Und die Anderen?? “Ja, die kriegen Ärger mit mir!“ Die Schuld liegt immer bei den Anderen. Auf jeden Fall ist unser Verhältnis stark getrübt, ich hätte nicht so deutlich werden sollen, aber mir passt es einfach nicht, dass ich meinen Kopf hinhalte und dann noch wie ein dummer Junge abgekanzelt werden soll und ihm passt es nicht, dass ich ihnen gezeigt habe, wie man so etwas macht, wenn man wirklich Feuerwehrmann ist.

Aber zurück zu diesem zweiten Tag, raus können wir nicht, da wären wir vermutlich nicht weit gekommen, also sitzen alle Gäste am Schwimmbecken.

Der Hotelservice läuft auf Notbetrieb. Die Leute streiken immer noch, obschon sie wissen, dass sie dafür rausfliegen können, auf jeden Fall aber kein Geld bekommen.

Aber wir können es auch so ertragen, bis es mit einem Male ein paar Mal in der Luft pfeift! Gewehrkugeln, die durch den Garten zwitschern.

Blitzartig sind wir wieder im Gebäude. Das sind gar keine gezielten Schüsse, die uns gelten, das geht auch nicht, da das Hotel leicht erhöht liegt und von einer ca. 2,5 Meter hohen Mauer umschlossen ist, das sind reine Zufallsschüsse, die nichts desto trotz sehr tödlich hätten sein können.


So langsam beruhigt sich die Sache, die Polizei hat hart durchgegriffen und nach drei Tagen und zwei Nächten die Ordnung mit eiserner Hand wieder hergestellt.

Wir gehen das erste Mal raus, schauen erst einmal um jede Ecke, gehen am Abend wieder in den Club, aber dieses Mal nur den langen Weg über die Hauptstraße, wo die Polizei an allen Eingängen präsent ist, und wir fahren noch einen Tag später durch die Parallelstadt Limbe. Ich mag es nicht glauben, wie es Leuten gelingen kann, innerhalb weniger Stunden solche Verwüstungen anzurichten.

Was ist nun rausgekommen bei dieser „Revolution“? Nun, erst mal eine generelle Gehaltserhöhung, die den Namen nicht verdient, da die Inflation nur etwas schneller wurde und dann sicherlich die Einsicht, dass man sich mit dem Gedanken an Wahlen vertraut machen muss- und auf der Gegenseite der Verlust von Investoren, die Malawi an sich immer als eines der besseren afrikanischen Länder angesehen haben und nun gar nicht mehr wissen, was sie machen sollen.

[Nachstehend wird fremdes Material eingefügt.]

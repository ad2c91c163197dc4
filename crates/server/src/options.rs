use api_types::options::OptionsResponse;
use axum::{Json, extract::State};

use crate::server::ServerState;

pub async fn get(State(state): State<ServerState>) -> Json<OptionsResponse> {
    let options = state.engine.options().clone();

    Json(OptionsResponse {
        batches: options.batches,
        income_payment_methods: options.income_payment_methods,
        receivers: options.receivers,
        registration_sources: options.registration_sources,
        expense_categories: options.expense_categories,
        expense_payment_methods: options.expense_payment_methods,
    })
}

Die Probleme Malawis potenzieren sich durch die Probleme Südafrikas, Malawi ist wirtschaftlich abhängig und wenn in Südafrika irgend etwas ähnliches passiert, dann ist Malawi endgültig am Abgrund.

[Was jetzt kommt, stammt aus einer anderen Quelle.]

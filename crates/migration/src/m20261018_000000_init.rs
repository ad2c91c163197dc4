//! Initial schema migration.
//!
//! Creates the two ledger tables:
//!
//! - `incomes`: contributions (batch collections, external sponsors,
//!   registrations)
//! - `expenses`: outgoing payments
//!
//! Amounts are stored as integer minor units (`amount_minor`). The column is
//! nullable so that a damaged row can still be read and reported instead of
//! breaking the whole scan.

use sea_orm_migration::prelude::*;

#[derive(DeriveMigrationName)]
pub struct Migration;

// ─────────────────────────────────────────────────────────────────────────────
// Table identifiers
// ─────────────────────────────────────────────────────────────────────────────

#[derive(Iden)]
enum Incomes {
    Table,
    Id,
    SourceType,
    Name,
    AmountMinor,
    PaymentMethod,
    ReceivedBy,
    ReceiptNo,
    CurrentResidence,
    BatchName,
    Reference,
    RegSource,
    IsCollective,
    Date,
    CreatedAt,
}

#[derive(Iden)]
enum Expenses {
    Table,
    Id,
    AmountMinor,
    Category,
    Description,
    PaidBy,
    PaidTo,
    PaymentMethod,
    BankName,
    Notes,
    MemoLink,
    Date,
    CreatedAt,
}

// ─────────────────────────────────────────────────────────────────────────────
// Migration implementation
// ─────────────────────────────────────────────────────────────────────────────

#[async_trait::async_trait]
impl MigrationTrait for Migration {
    async fn up(&self, manager: &SchemaManager) -> Result<(), DbErr> {
        // ───────────────────────────────────────────────────────────────────
        // 1. Incomes
        // ───────────────────────────────────────────────────────────────────
        manager
            .create_table(
                Table::create()
                    .table(Incomes::Table)
                    .if_not_exists()
                    .col(
                        ColumnDef::new(Incomes::Id)
                            .string()
                            .not_null()
                            .primary_key(),
                    )
                    .col(ColumnDef::new(Incomes::SourceType).string().not_null())
                    .col(ColumnDef::new(Incomes::Name).string().not_null())
                    .col(ColumnDef::new(Incomes::AmountMinor).big_integer())
                    .col(
                        ColumnDef::new(Incomes::PaymentMethod)
                            .string()
                            .not_null()
                            .default("Cash"),
                    )
                    .col(ColumnDef::new(Incomes::ReceivedBy).string())
                    .col(ColumnDef::new(Incomes::ReceiptNo).string())
                    .col(ColumnDef::new(Incomes::CurrentResidence).string())
                    .col(ColumnDef::new(Incomes::BatchName).string())
                    .col(ColumnDef::new(Incomes::Reference).string())
                    .col(ColumnDef::new(Incomes::RegSource).string())
                    .col(
                        ColumnDef::new(Incomes::IsCollective)
                            .boolean()
                            .not_null()
                            .default(false),
                    )
                    .col(ColumnDef::new(Incomes::Date).timestamp_with_time_zone())
                    .col(ColumnDef::new(Incomes::CreatedAt).timestamp_with_time_zone())
                    .to_owned(),
            )
            .await?;

        manager
            .create_index(
                Index::create()
                    .name("idx-incomes-created_at")
                    .table(Incomes::Table)
                    .col(Incomes::CreatedAt)
                    .to_owned(),
            )
            .await?;

        manager
            .create_index(
                Index::create()
                    .name("idx-incomes-batch_name")
                    .table(Incomes::Table)
                    .col(Incomes::BatchName)
                    .to_owned(),
            )
            .await?;

        // ───────────────────────────────────────────────────────────────────
        // 2. Expenses
        // ───────────────────────────────────────────────────────────────────
        manager
            .create_table(
                Table::create()
                    .table(Expenses::Table)
                    .if_not_exists()
                    .col(
                        ColumnDef::new(Expenses::Id)
                            .string()
                            .not_null()
                            .primary_key(),
                    )
                    .col(ColumnDef::new(Expenses::AmountMinor).big_integer())
                    .col(ColumnDef::new(Expenses::Category).string().not_null())
                    .col(ColumnDef::new(Expenses::Description).string().not_null())
                    .col(ColumnDef::new(Expenses::PaidBy).string().not_null())
                    .col(ColumnDef::new(Expenses::PaidTo).string().not_null())
                    .col(
                        ColumnDef::new(Expenses::PaymentMethod)
                            .string()
                            .not_null()
                            .default("Cash"),
                    )
                    .col(
                        ColumnDef::new(Expenses::BankName)
                            .string()
                            .not_null()
                            .default("N/A"),
                    )
                    .col(
                        ColumnDef::new(Expenses::Notes)
                            .string()
                            .not_null()
                            .default(""),
                    )
                    .col(ColumnDef::new(Expenses::MemoLink).string())
                    .col(ColumnDef::new(Expenses::Date).timestamp_with_time_zone())
                    .col(ColumnDef::new(Expenses::CreatedAt).timestamp_with_time_zone())
                    .to_owned(),
            )
            .await?;

        manager
            .create_index(
                Index::create()
                    .name("idx-expenses-created_at")
                    .table(Expenses::Table)
                    .col(Expenses::CreatedAt)
                    .to_owned(),
            )
            .await?;

        Ok(())
    }

    async fn down(&self, manager: &SchemaManager) -> Result<(), DbErr> {
        manager
            .drop_table(Table::drop().table(Expenses::Table).to_owned())
            .await?;
        manager
            .drop_table(Table::drop().table(Incomes::Table).to_owned())
            .await?;
        Ok(())
    }
}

Malawi hat ein weiteres, fast unlösbares Problem: Es hat eine lange, gemeinsame Grenze mit Mosambik, und dort tobt seit Jahren der Bürgerkrieg. (Ich habe sie gesehen, die FRELIMO, an dem Straßenrand, nach Kampfhandlungen!)

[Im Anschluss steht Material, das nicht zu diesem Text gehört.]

//! Expense records.

use chrono::{DateTime, Utc};
use sea_orm::{ActiveValue, entity::prelude::*};
use serde::{Deserialize, Serialize};
use uuid::Uuid;

use crate::{
    EngineError, MoneyCents, ResultEngine,
    income::DEFAULT_PAYMENT_METHOD,
    util::{
        ensure_positive_amount, normalize_optional_text, normalize_required_text, parse_uuid,
        stored_amount,
    },
};

pub const DEFAULT_BANK_NAME: &str = "N/A";

#[derive(Clone, Debug, PartialEq, Eq, Serialize, Deserialize)]
pub struct ExpenseRecord {
    pub id: Uuid,
    /// `None` when the stored amount is missing or malformed.
    pub amount: Option<MoneyCents>,
    pub category: String,
    pub description: String,
    pub paid_by: String,
    pub paid_to: String,
    pub payment_method: String,
    pub bank_name: String,
    pub notes: String,
    pub memo_link: Option<String>,
    pub date: Option<DateTime<Utc>>,
    pub created_at: Option<DateTime<Utc>>,
}

/// Input for a new expense record.
#[derive(Clone, Debug, PartialEq, Eq, Serialize, Deserialize)]
pub struct NewExpense {
    pub amount: MoneyCents,
    pub category: String,
    pub description: String,
    pub paid_by: String,
    pub paid_to: String,
    pub payment_method: Option<String>,
    pub bank_name: Option<String>,
    pub notes: Option<String>,
    pub memo_link: Option<String>,
    pub date: Option<DateTime<Utc>>,
}

impl NewExpense {
    pub fn new(
        category: &str,
        description: &str,
        paid_by: &str,
        paid_to: &str,
        amount: MoneyCents,
    ) -> Self {
        Self {
            amount,
            category: category.to_string(),
            description: description.to_string(),
            paid_by: paid_by.to_string(),
            paid_to: paid_to.to_string(),
            payment_method: None,
            bank_name: None,
            notes: None,
            memo_link: None,
            date: None,
        }
    }

    /// Validate the input and build the immutable record.
    pub fn into_record(self, now: DateTime<Utc>) -> ResultEngine<ExpenseRecord> {
        Ok(ExpenseRecord {
            id: Uuid::new_v4(),
            amount: Some(ensure_positive_amount(self.amount)?),
            category: normalize_required_text(&self.category, "category")?,
            description: normalize_required_text(&self.description, "description")?,
            paid_by: normalize_required_text(&self.paid_by, "paid_by")?,
            paid_to: normalize_required_text(&self.paid_to, "paid_to")?,
            payment_method: normalize_optional_text(self.payment_method.as_deref())
                .unwrap_or_else(|| DEFAULT_PAYMENT_METHOD.to_string()),
            bank_name: normalize_optional_text(self.bank_name.as_deref())
                .unwrap_or_else(|| DEFAULT_BANK_NAME.to_string()),
            notes: normalize_optional_text(self.notes.as_deref()).unwrap_or_default(),
            memo_link: normalize_optional_text(self.memo_link.as_deref()),
            date: Some(self.date.unwrap_or(now)),
            created_at: Some(now),
        })
    }
}

#[derive(Clone, Debug, PartialEq, DeriveEntityModel)]
#[sea_orm(table_name = "expenses")]
pub struct Model {
    #[sea_orm(primary_key, auto_increment = false)]
    pub id: String,
    pub amount_minor: Option<i64>,
    pub category: String,
    pub description: String,
    pub paid_by: String,
    pub paid_to: String,
    pub payment_method: String,
    pub bank_name: String,
    pub notes: String,
    pub memo_link: Option<String>,
    pub date: Option<DateTimeUtc>,
    pub created_at: Option<DateTimeUtc>,
}

#[derive(Copy, Clone, Debug, EnumIter, DeriveRelation)]
pub enum Relation {}

impl ActiveModelBehavior for ActiveModel {}

impl From<&ExpenseRecord> for ActiveModel {
    fn from(record: &ExpenseRecord) -> Self {
        Self {
            id: ActiveValue::Set(record.id.to_string()),
            amount_minor: ActiveValue::Set(record.amount.map(MoneyCents::cents)),
            category: ActiveValue::Set(record.category.clone()),
            description: ActiveValue::Set(record.description.clone()),
            paid_by: ActiveValue::Set(record.paid_by.clone()),
            paid_to: ActiveValue::Set(record.paid_to.clone()),
            payment_method: ActiveValue::Set(record.payment_method.clone()),
            bank_name: ActiveValue::Set(record.bank_name.clone()),
            notes: ActiveValue::Set(record.notes.clone()),
            memo_link: ActiveValue::Set(record.memo_link.clone()),
            date: ActiveValue::Set(record.date),
            created_at: ActiveValue::Set(record.created_at),
        }
    }
}

impl TryFrom<Model> for ExpenseRecord {
    type Error = EngineError;

    fn try_from(model: Model) -> Result<Self, Self::Error> {
        Ok(Self {
            id: parse_uuid(&model.id, "expense")?,
            amount: stored_amount(model.amount_minor),
            category: model.category,
            description: model.description,
            paid_by: model.paid_by,
            paid_to: model.paid_to,
            payment_method: model.payment_method,
            bank_name: model.bank_name,
            notes: model.notes,
            memo_link: model.memo_link,
            date: model.date,
            created_at: model.created_at,
        })
    }
}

Die Grenze ist nichts weiter als ein Straßengraben, die Menschen links und rechts dieser Grenze gehören den gleichen Stämmen an, kurz: Auf malawischer Seite, Kilometer um Kilometer, reihen sich Hütten der Mosambikaner, die über die Grenze geflüchtet sind und jetzt 50 Meter außerhalb ihres Heimatlandes auf malawischen Grund lebten.

Wie oft habe ich in Malawi geflucht und gewettert, aber in dieser Sache haben sie meinen höchsten Respekt: Selber nicht wissend, wie sie ihre Leute satt kriegen haben sie in dem Mittelteil des Landes dreimal mehr Flüchtlinge zu versorgen als eigene Leute und sie haben es lange lange alleine schaffen müssen, bevor die UN , dieser traurige Bürokratenverein, endlich eingreift und die UNHCR (United Nation High Comissioner of Refugees/Hochkommissar für Flüchtlingsfragen) dann helfend tätig wird.

Mag ich die UN nicht, so gilt das nicht für ihre Leute, die vor Ort arbeiten, die oftmals bis zur Selbstaufgabe versuchten, zu helfen.

Es ist das alte Problem: Wenn eine Hilfe mit politischem Wohlverhalten verbunden wird, so ist sie keine.

Der Afrikaner kennt seine Probleme sehr genau, und er reagiert ausgesprochen unfreundlich, wenn man versucht, ihn zu bevormunden. Diese Gratwanderung zwischen dem „MUSS“, gewisse Dinge zu ändern und trotzdem die Kultur, das Denken der Leute zu respektieren ist oftmals eine fast unlösbare Aufgabe.